This device would combine existing pump therapy and continuous glucose monitoring (CGM) technology with sophisticated computer algorithms to help prevent dangerous, potentially life-threatening low blood sugar levels, as well as to help prevent complication-inducing high blood sugar levels.

"The artificial pancreas is one of the largest projects we've ever invested in," Alan Lewis, president and CEO of JDRF, said of the nonprofit's $8 million investment.
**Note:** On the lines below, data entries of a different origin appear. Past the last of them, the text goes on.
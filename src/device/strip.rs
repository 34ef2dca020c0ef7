use crate::foundation::error::{LedError, LedResult};

/// LED chipset family, named after the `rpi_ws281x` strip constants.
#[derive(Clone, Copy, Debug, Default, PartialEq, Eq, serde::Serialize, serde::Deserialize)]
#[serde(rename_all = "snake_case")]
pub enum StripType {
    /// WS2811 wired RGB.
    Ws2811Rgb,
    /// WS2812 / WS2812B (GRB on the wire).
    Ws2812,
    /// SK6812 with a separate white LED.
    #[default]
    Sk6812Rgbw,
    /// SK6812 warm-white variant.
    Sk6812W,
}

impl StripType {
    /// Whether the chipset drives a dedicated white LED.
    pub fn has_white(self) -> bool {
        matches!(self, Self::Sk6812Rgbw | Self::Sk6812W)
    }
}

/// One physical LED strip.
#[derive(Clone, Debug, PartialEq, serde::Serialize, serde::Deserialize)]
pub struct Device {
    pub name: String,
    pub led_count: u32,
    pub gpio_pin: u8,
    #[serde(default)]
    pub strip_type: StripType,
    /// Key into the installation's scene table.
    #[serde(default)]
    pub scene: Option<String>,
}

impl Device {
    pub fn validate(&self) -> LedResult<()> {
        if self.led_count == 0 {
            return Err(LedError::validation(format!(
                "device '{}' must have at least one LED",
                self.name
            )));
        }
        Ok(())
    }
}

#[cfg(test)]
#[path = "../../tests/unit/device/strip.rs"]
mod tests;
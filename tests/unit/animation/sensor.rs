use super::*;

#[test]
fn clock_reads_elapsed_seconds() {
    let s = Sensor::clock(1_000.0, 5.0);
    assert_eq!(s.value(SampleCtx::at(1_002.5)), 2.5);
    assert_eq!(s.value(SampleCtx::at(990.0)), -10.0);
}

#[test]
fn sensor_json_is_tagged_by_kind() {
    let s: Sensor = serde_json::from_str(r#"{"kind":"clock","reference":3}"#).unwrap();
    assert_eq!(s, Sensor::clock(3.0, 0.0));
}

#[test]
fn wall_clock_is_after_epoch() {
    assert!(SampleCtx::wall_clock().now > 0.0);
}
"We're optimistic that it will transform the way people with diabetes manage their blood sugar and reduce the risk of complications while we wait for a cure," Lewis said during a press conference announcing the partnership.

The artificial pancreas would primarily benefit people with type 1 diabetes, an autoimmune disorder that destroys the body's ability to manufacture insulin. People with type 1 diabetes must replace that lost insulin through injections, either with shots or by using an insulin pump. However, it's difficult to know exactly how much insulin you need, and people with diabetes must constantly check their blood sugar to make sure it's not too high or too low. Numerous factors, such as exercise, illness and even stress, can affect blood sugar levels.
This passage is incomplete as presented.